Personal information
- Born: 12 May 1997 (age 28) Huddersfield, West Yorkshire, England
- Height: 6 ft 2.2 in (1.885 m)
- Weight: 15 st 10 lb (100 kg)

Playing information
- Position: Second-row, Loose forward, Centre
Club
| Years | Team | Pld | T | G | FG | P |
| 2016–18 | Huddersfield Giants | 1 | 0 | 0 | 0 | 0 |
| 2016(loan) | → Oldham | 14 | 4 | 0 | 0 | 16 |
| 2017(loan) | → Sheffield Eagles | 20 | 1 | 0 | 0 | 4 |
| 2018(loan) | → Bradford Bulls | 14 | 6 | 0 | 0 | 24 |
| 2019–20 | Dewsbury Rams | 9 | 1 | 0 | 0 | 4 |
| 2021 | Doncaster | 18 | 10 | 0 | 0 | 40 |
| 2022 | Sheffield Eagles | 9 | 3 | 0 | 0 | 12 |
|  | Total | 85 | 25 | 0 | 0 | 100 |
- Source: As of 18 January 2023

= Liam Johnson =

English rugby league footballer (born 1997)

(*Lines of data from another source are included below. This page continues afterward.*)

impl NfeParsed {
    /// React to an opening tag: root detection, access key, block markers.
    fn handle_open<'a>(
        &mut self,
        name: &str,
        attrs: impl Iterator<Item = quick_xml::events::attributes::Attribute<'a>>,
    ) {
        match name {
            "infNFe" => {
                self.seen_inf_nfe = true;
                for attr in attrs {
                    if attr.key.local_name().as_ref() == b"Id" {
                        let value = String::from_utf8_lossy(&attr.value).into_owned();
                        // "NFe" prefix before the 44 digits
                        if let Some(key) = value.get(3..).filter(|k| !k.is_empty()) {
                            self.access_key = Some(key.to_string());
                        }
                    }
                }
            }
            "dest" => self.recipient_present = true,
            "det" => self.current_det = Some(DetParsed::default()),
            _ => {}
        }
    }

    fn handle_text(&mut self, path: &[String], text: &str) {
        let leaf = path.last().map(|s| s.as_str()).unwrap_or("");
        let parent = if path.len() >= 2 {
            path[path.len() - 2].as_str()
        } else {
            ""
        };

        // Line items first: `det` nests its own vBC/vICMS/vProd leaves that
        // must not bleed into the document-level blocks.
        if self.current_det.is_some() {
            self.handle_det_text(path, leaf, parent, text);
            return;
        }

        let set = |slot: &mut Option<String>| *slot = Some(text.to_string());

        if parent == "ide" {
            match leaf {
                "natOp" => set(&mut self.operation_nature),
                "mod" => set(&mut self.model),
                "serie" => set(&mut self.series),
                "nNF" => set(&mut self.number),
                "tpNF" => set(&mut self.operation_type),
                "dhEmi" => set(&mut self.emitted_at),
                "dhSaiEnt" => set(&mut self.exited_at),
                _ => {}
            }
            return;
        }

        if path.iter().any(|p| p == "infProt") {
            match leaf {
                "nProt" => set(&mut self.protocol_number),
                "dhRecbto" => set(&mut self.protocol_received_at),
                _ => {}
            }
            return;
        }

        if path.iter().any(|p| p == "emit") {
            match leaf {
                "xNome" if parent == "emit" => set(&mut self.issuer_name),
                "CNPJ" if parent == "emit" => set(&mut self.issuer_cnpj),
                "IE" if parent == "emit" => set(&mut self.issuer_ie),
                "IEST" if parent == "emit" => set(&mut self.issuer_ie_st),
                "xLgr" => set(&mut self.issuer_street),
                "nro" => set(&mut self.issuer_number),
                "xCpl" => set(&mut self.issuer_complement),
                "xBairro" => set(&mut self.issuer_district),
                "xMun" => set(&mut self.issuer_city),
                "UF" => set(&mut self.issuer_state),
                "CEP" => set(&mut self.issuer_cep),
                "fone" => set(&mut self.issuer_phone),
                _ => {}
            }
            return;
        }

        if path.iter().any(|p| p == "dest") {
            match leaf {
                "xNome" if parent == "dest" => set(&mut self.recipient_name),
                "CNPJ" if parent == "dest" => set(&mut self.recipient_cnpj),
                "CPF" if parent == "dest" => set(&mut self.recipient_cpf),
                "IE" if parent == "dest" => set(&mut self.recipient_ie),
                "xLgr" => set(&mut self.recipient_street),
                "nro" => set(&mut self.recipient_number),
                "xBairro" => set(&mut self.recipient_district),
                "xMun" => set(&mut self.recipient_city),
                "UF" => set(&mut self.recipient_state),
                "CEP" => set(&mut self.recipient_cep),
                "fone" => set(&mut self.recipient_phone),
                _ => {}
            }
            return;
        }

        if path.iter().any(|p| p == "ICMSTot") {
            match leaf {
                "vBC" => set(&mut self.total_icms_base),
                "vICMS" => set(&mut self.total_icms),
                "vBCST" => set(&mut self.total_icms_st_base),
                "vST" => set(&mut self.total_icms_st),
                "vProd" => set(&mut self.total_products),
                "vFrete" => set(&mut self.total_freight),
                "vSeg" => set(&mut self.total_insurance),
                "vDesc" => set(&mut self.total_discount),
                "vIPI" => set(&mut self.total_ipi),
                "vOutro" => set(&mut self.total_other),
                "vNF" => set(&mut self.total_invoice),
                _ => {}
            }
            return;
        }

        if path.iter().any(|p| p == "transp") {
            match leaf {
                "modFrete" => set(&mut self.freight_mode),
                "xNome" if parent == "transporta" => set(&mut self.carrier_name),
                "CNPJ" if parent == "transporta" => set(&mut self.carrier_cnpj),
                "CPF" if parent == "transporta" => set(&mut self.carrier_cpf),
                "xEnder" => set(&mut self.carrier_address),
                "xMun" if parent == "transporta" => set(&mut self.carrier_city),
                "UF" if parent == "transporta" => set(&mut self.carrier_state),
                "IE" if parent == "transporta" => set(&mut self.carrier_ie),
                "qVol" => set(&mut self.volume_count),
                "esp" => set(&mut self.volume_species),
                "pesoB" => set(&mut self.gross_weight),
                "pesoL" => set(&mut self.net_weight),
                _ => {}
            }
            return;
        }

        if leaf == "infCpl" && parent == "infAdic" {
            set(&mut self.additional_info);
        }
    }

    fn handle_det_text(&mut self, path: &[String], leaf: &str, parent: &str, text: &str) {
        let Some(det) = self.current_det.as_mut() else {
            return;
        };
        let set = |slot: &mut Option<String>| *slot = Some(text.to_string());

        if parent == "prod" {
            match leaf {
                "cProd" => set(&mut det.code),
                "xProd" => set(&mut det.description),
                "NCM" => set(&mut det.ncm),
                "CFOP" => set(&mut det.cfop),
                "uCom" => set(&mut det.unit),
                "qCom" => set(&mut det.quantity),
                "vUnCom" => set(&mut det.unit_value),
                "vProd" => set(&mut det.total_value),
                _ => {}
            }
            return;
        }

        if let Some(variant) = variant_under(path, "ICMS") {
            det.icms_tag = Some(variant.to_string());
            match leaf {
                "CST" => set(&mut det.icms_cst),
                "CSOSN" => set(&mut det.icms_csosn),
                "vBC" => set(&mut det.icms_base),
                "vICMS" => set(&mut det.icms_value),
                "pICMS" => set(&mut det.icms_rate),
                _ => {}
            }
            return;
        }

        if let Some(variant) = variant_under(path, "IPI") {
            det.ipi_tag = Some(variant.to_string());
            match leaf {
                "vIPI" => set(&mut det.ipi_value),
                "pIPI" => set(&mut det.ipi_rate),
                _ => {}
            }
        }
    }

    fn into_record(self, fallback_key: &str) -> InvoiceRecord {
        let access_key_raw = self
            .access_key
            .unwrap_or_else(|| fallback_key.to_string());

        let emission_date = display_date(self.emitted_at.as_deref().unwrap_or(""));
        let exited_at = self.exited_at.unwrap_or_default();
        let exit_date = display_date(&exited_at);
        let exit_time = display_time(&exited_at);

        let issuer_address = compose_issuer_address(
            self.issuer_street.as_deref().unwrap_or(""),
            self.issuer_number.as_deref().unwrap_or(""),
            self.issuer_complement.as_deref().unwrap_or(""),
            self.issuer_district.as_deref().unwrap_or(""),
            self.issuer_city.as_deref().unwrap_or(""),
            self.issuer_state.as_deref().unwrap_or(""),
        );

        let recipient_name = if self.recipient_present {
            self.recipient_name.unwrap_or_default()
        } else {
            "CONSUMIDOR".to_string()
        };
        // CNPJ wins when both documents occur
        let recipient_document = format_document(
            &self
                .recipient_cnpj
                .or(self.recipient_cpf)
                .unwrap_or_default(),
        );
        let recipient_street = compose_street(
            self.recipient_street.as_deref().unwrap_or(""),
            self.recipient_number.as_deref().unwrap_or(""),
        );

        let carrier_document = format_document(
            &self.carrier_cnpj.or(self.carrier_cpf).unwrap_or_default(),
        );
        let freight_mode =
            FreightMode::from_code(self.freight_mode.as_deref().unwrap_or(""))
                .label()
                .to_string();

        let mut products = Vec::with_capacity(self.dets.len());
        for det in self.dets {
            let (cst, icms_base, icms_value, icms_rate) = match det.icms_tag {
                Some(tag) => {
                    let variant = IcmsVariant::from_parts(
                        &tag,
                        det.icms_cst,
                        det.icms_csosn,
                        det.icms_base,
                        det.icms_value,
                        det.icms_rate,
                    );
                    let code = variant.situation_code().to_string();
                    let (base, value, rate) = variant.display_fields();
                    (code, base, value, rate)
                }
                None => (
                    String::new(),
                    "0,00".to_string(),
                    "0,00".to_string(),
                    "0,00".to_string(),
                ),
            };
            let (ipi_value, ipi_rate) = match det.ipi_tag {
                Some(tag) => {
                    IpiVariant::from_parts(&tag, det.ipi_value, det.ipi_rate).display_fields()
                }
                None => ("0,00".to_string(), "0,00".to_string()),
            };

            products.push(ProductLine {
                code: det.code.unwrap_or_default(),
                description: det.description.unwrap_or_default(),
                ncm: det.ncm.unwrap_or_default(),
                cst,
                cfop: det.cfop.unwrap_or_default(),
                unit: det.unit.unwrap_or_default(),
                quantity: format_quantity(det.quantity.as_deref().unwrap_or("")),
                unit_value: format_currency(det.unit_value.as_deref().unwrap_or("")),
                total_value: format_currency(det.total_value.as_deref().unwrap_or("")),
                icms_base,
                icms_value,
                icms_rate,
                ipi_value,
                ipi_rate,
            });
        }

        InvoiceRecord {
            access_key: format_access_key(&access_key_raw),
            access_key_raw,
            operation_nature: self.operation_nature.unwrap_or_default(),
            model: self.model.unwrap_or_default(),
            series: self.series.unwrap_or_default(),
            number: self.number.unwrap_or_default(),
            operation_type: self.operation_type.unwrap_or_default(),
            emission_date,
            exit_date,
            exit_time,
            protocol_number: self.protocol_number.unwrap_or_default(),
            protocol_timestamp: self.protocol_received_at.unwrap_or_default(),
            issuer_name: self.issuer_name.unwrap_or_default(),
            issuer_cnpj: format_document(self.issuer_cnpj.as_deref().unwrap_or("")),
            issuer_ie: self.issuer_ie.unwrap_or_default(),
            issuer_ie_st: self.issuer_ie_st.unwrap_or_default(),
            issuer_address,
            issuer_postal_code: format_postal_code(self.issuer_cep.as_deref().unwrap_or("")),
            issuer_phone: format_phone(self.issuer_phone.as_deref().unwrap_or("")),
            recipient_name,
            recipient_document,
            recipient_ie: self.recipient_ie.unwrap_or_default(),
            recipient_street,
            recipient_district: self.recipient_district.unwrap_or_default(),
            recipient_city: self.recipient_city.unwrap_or_default(),
            recipient_state: self.recipient_state.unwrap_or_default(),
            recipient_postal_code: format_postal_code(
                self.recipient_cep.as_deref().unwrap_or(""),
            ),
            recipient_phone: format_phone(self.recipient_phone.as_deref().unwrap_or("")),
            icms_base: format_currency(self.total_icms_base.as_deref().unwrap_or("")),
            icms_value: format_currency(self.total_icms.as_deref().unwrap_or("")),
            icms_st_base: format_currency(self.total_icms_st_base.as_deref().unwrap_or("")),
            icms_st_value: format_currency(self.total_icms_st.as_deref().unwrap_or("")),
            products_total: format_currency(self.total_products.as_deref().unwrap_or("")),
            freight_total: format_currency(self.total_freight.as_deref().unwrap_or("")),
            insurance_total: format_currency(self.total_insurance.as_deref().unwrap_or("")),
            discount_total: format_currency(self.total_discount.as_deref().unwrap_or("")),
            ipi_total: format_currency(self.total_ipi.as_deref().unwrap_or("")),
            other_total: format_currency(self.total_other.as_deref().unwrap_or("")),
            invoice_total: format_currency(self.total_invoice.as_deref().unwrap_or("")),
            carrier_name: self.carrier_name.unwrap_or_default(),
            carrier_document,
            carrier_address: self.carrier_address.unwrap_or_default(),
            carrier_city: self.carrier_city.unwrap_or_default(),
            carrier_state: self.carrier_state.unwrap_or_default(),
            carrier_ie: self.carrier_ie.unwrap_or_default(),
            freight_mode,
            volume_count: self.volume_count.unwrap_or_default(),
            volume_species: self.volume_species.unwrap_or_default(),
            gross_weight: format_quantity(self.gross_weight.as_deref().unwrap_or("")),
            net_weight: format_quantity(self.net_weight.as_deref().unwrap_or("")),
            additional_info: self.additional_info.unwrap_or_default(),
            products,
        }
    }
}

Liam Johnson (born 12 May 1997) is an English former professional rugby league footballer who last played as a or for the Sheffield Eagles in RFL Championship.

==Background==
Johnson was born in Huddersfield, West Yorkshire, England.

==Career==
Johnson has had previous loan spells with the Sheffield Eagles and Oldham in the Kingstone Press Championship.

In November 2017 he signed a one-year loan deal with the Bradford Bulls.

In November 2018 he signed for the Dewsbury Rams.

On 16 Oct 2020 he signed for Doncaster in RFL League 1.

In November 2021 he signed a two-year deal with Sheffield Eagles.